As far as Ada’s hopes? They were less detailed and had a lot to do with simply wanting the whole issue of marriage to be done.
“Continue on, Ada. I must consult Mrs. Newly regarding the menu.”
Whatever. The intricacies of etiquette made Ada weary. This entire Christmas ball had been her mother’s idea. It would be a celebration of the season, but more than that, Ada knew Mother wished it to be a way to show New York society that the Wallaces—and especially Ada—had left the unhappiness of last Christmas behind them.

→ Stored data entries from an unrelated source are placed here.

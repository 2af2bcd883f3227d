//! Wire protocol between nodes and clients
//!
//! Every message a node can receive is a variant of [`Message`]; the
//! dispatch loop matches on it exhaustively.

use crate::node::item::{Item, Key, NodeId, Peer, Version};
use crate::transport::Locator;
use serde::{Deserialize, Serialize};

/// A message together with the locator replies should go to.
#[derive(Debug, Clone, PartialEq, Eq, Serialize, Deserialize)]
pub struct Envelope {
    pub from: Locator,
    pub message: Message,
}

impl Envelope {
    pub fn new(from: impl Into<Locator>, message: Message) -> Self {
        Self {
            from: from.into(),
            message,
        }
    }
}

#[derive(Debug, Clone, PartialEq, Eq, Serialize, Deserialize)]
pub enum Message {
    /// Self-directed: join the ring through `contact`.
    StartJoin { contact: Locator },

    /// Membership discovery request (`is_request`) and its answer.
    PeersList { is_request: bool, peers: Vec<Peer> },

    /// A new member announces itself.
    HelloMates { id: NodeId, locator: Locator },

    /// A member leaves, forwarding its whole storage.
    ByeMates { id: NodeId, items: Vec<Item> },

    /// Handoff request from a joining node to its successor, and the answer.
    RequestInitItems {
        is_request: bool,
        requester_id: NodeId,
        requester_locator: Locator,
        items: Vec<Item>,
    },

    /// Client and replica traffic for reads and writes.
    Operation(Operation),

    /// Self-directed: the quorum timer of `request_id` fired.
    Timeout { request_id: u64 },

    /// Ask a node to leave the ring gracefully.
    Leave,

    /// Diagnostic snapshot request (`is_request`) and its answer.
    Status {
        is_request: bool,
        snapshot: Option<NodeStatus>,
    },
}

impl Message {
    /// Short name for logs.
    pub fn kind(&self) -> &'static str {
        match self {
            Message::StartJoin { .. } => "StartJoin",
            Message::PeersList { .. } => "PeersList",
            Message::HelloMates { .. } => "HelloMates",
            Message::ByeMates { .. } => "ByeMates",
            Message::RequestInitItems { .. } => "RequestInitItems",
            Message::Operation(op) => op.kind(),
            Message::Timeout { .. } => "Timeout",
            Message::Leave => "Leave",
            Message::Status { .. } => "Status",
        }
    }
}

#[derive(Debug, Clone, PartialEq, Eq, Serialize, Deserialize)]
pub enum Operation {
    /// Client asks the receiving node to coordinate a read.
    ClientRead { key: Key },
    /// Client asks the receiving node to coordinate a write.
    ClientWrite { key: Key, value: String },
    /// Coordinator's answer to the client.
    ClientReply(ClientReply),
    /// Coordinator asks a replica for its copy of `key`.
    ReplicaRead { request_id: u64, key: Key },
    /// Replica's copy of `key`; `None` when it does not hold the key.
    ReplicaReadReply {
        request_id: u64,
        key: Key,
        item: Option<Item>,
    },
    /// Coordinator tells a replica to overwrite `key`.
    ReplicaUpdate {
        key: Key,
        value: String,
        version: Version,
    },
}

impl Operation {
    pub fn is_client(&self) -> bool {
        matches!(
            self,
            Operation::ClientRead { .. } | Operation::ClientWrite { .. } | Operation::ClientReply(_)
        )
    }

    pub fn is_request(&self) -> bool {
        !matches!(
            self,
            Operation::ClientReply(_) | Operation::ReplicaReadReply { .. }
        )
    }

    pub fn is_read(&self) -> bool {
        !matches!(
            self,
            Operation::ClientWrite { .. } | Operation::ReplicaUpdate { .. }
        )
    }

    fn kind(&self) -> &'static str {
        match self {
            Operation::ClientRead { .. } => "ClientRead",
            Operation::ClientWrite { .. } => "ClientWrite",
            Operation::ClientReply(_) => "ClientReply",
            Operation::ReplicaRead { .. } => "ReplicaRead",
            Operation::ReplicaReadReply { .. } => "ReplicaReadReply",
            Operation::ReplicaUpdate { .. } => "ReplicaUpdate",
        }
    }
}

/// Outcome of a client operation.
#[derive(Debug, Clone, PartialEq, Eq, Serialize, Deserialize)]
pub enum ClientReply {
    /// Write accepted by a quorum.
    Success,
    /// No quorum within the timeout.
    Failure,
    /// The node is already coordinating another operation.
    Busy,
    /// Latest value seen by the read quorum.
    Value(Item),
    /// No replica in the read quorum holds the key.
    NotFound { key: Key },
}

impl From<ClientReply> for Message {
    fn from(reply: ClientReply) -> Self {
        Message::Operation(Operation::ClientReply(reply))
    }
}

impl From<Operation> for Message {
    fn from(op: Operation) -> Self {
        Message::Operation(op)
    }
}

/// Diagnostic view of a node.
#[derive(Debug, Clone, PartialEq, Eq, Serialize, Deserialize)]
pub struct NodeStatus {
    pub id: NodeId,
    pub locator: Locator,
    pub ring: Vec<NodeId>,
    pub items: Vec<Item>,
    pub busy: bool,
}
//! Error types for dynakv

use crate::node::item::NodeId;
use crate::transport::Locator;
use thiserror::Error;

pub type Result<T> = std::result::Result<T, Error>;

#[derive(Error, Debug)]
pub enum Error {
    // === I/O Errors ===
    #[error("I/O error: {0}")]
    Io(#[from] std::io::Error),

    #[error("Codec error: {0}")]
    Codec(#[from] bincode::Error),

    #[error("Frame too large: {size} bytes (max {max})")]
    FrameTooLarge { size: usize, max: usize },

    // === Network Errors ===
    #[error("Peer unreachable: {0}")]
    Unreachable(Locator),

    #[error("Mailbox closed")]
    MailboxClosed,

    #[error("Unexpected reply: {0}")]
    UnexpectedReply(String),

    // === Membership Errors ===
    #[error("Unknown peer: {0}")]
    UnknownPeer(NodeId),

    // === Config Errors ===
    #[error("Config error: {0}")]
    Config(#[from] config::ConfigError),

    #[error("Invalid configuration: {0}")]
    InvalidConfig(String),

    // === Generic ===
    #[error("Internal error: {0}")]
    Internal(String),

    #[error("Operation timeout: {0}")]
    Timeout(String),

    #[error("{0}")]
    Other(String),
}

impl Error {
    /// Is this a retryable error?
    pub fn is_retryable(&self) -> bool {
        matches!(
            self,
            Error::Timeout(_) | Error::Unreachable(_) | Error::Io(_)
        )
    }
}

impl From<&str> for Error {
    fn from(s: &str) -> Self {
        Error::Other(s.to_string())
    }
}

impl From<String> for Error {
    fn from(s: String) -> Self {
        Error::Other(s)
    }
}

Last Christmas had been a humiliation, as the news of Ada’s rejection spread. That Samuel Alcott, heir to the Alcott banking fortune, had shunned Ada and his inheritance in order to play do-gooder in the slums was the topic of conversation through all of last Christmas, well into the 1890 opera season, not to be overshadowed until the death of New York mogul John Jacob Astor III, and the subsequent squabbling of his family over his inheritance.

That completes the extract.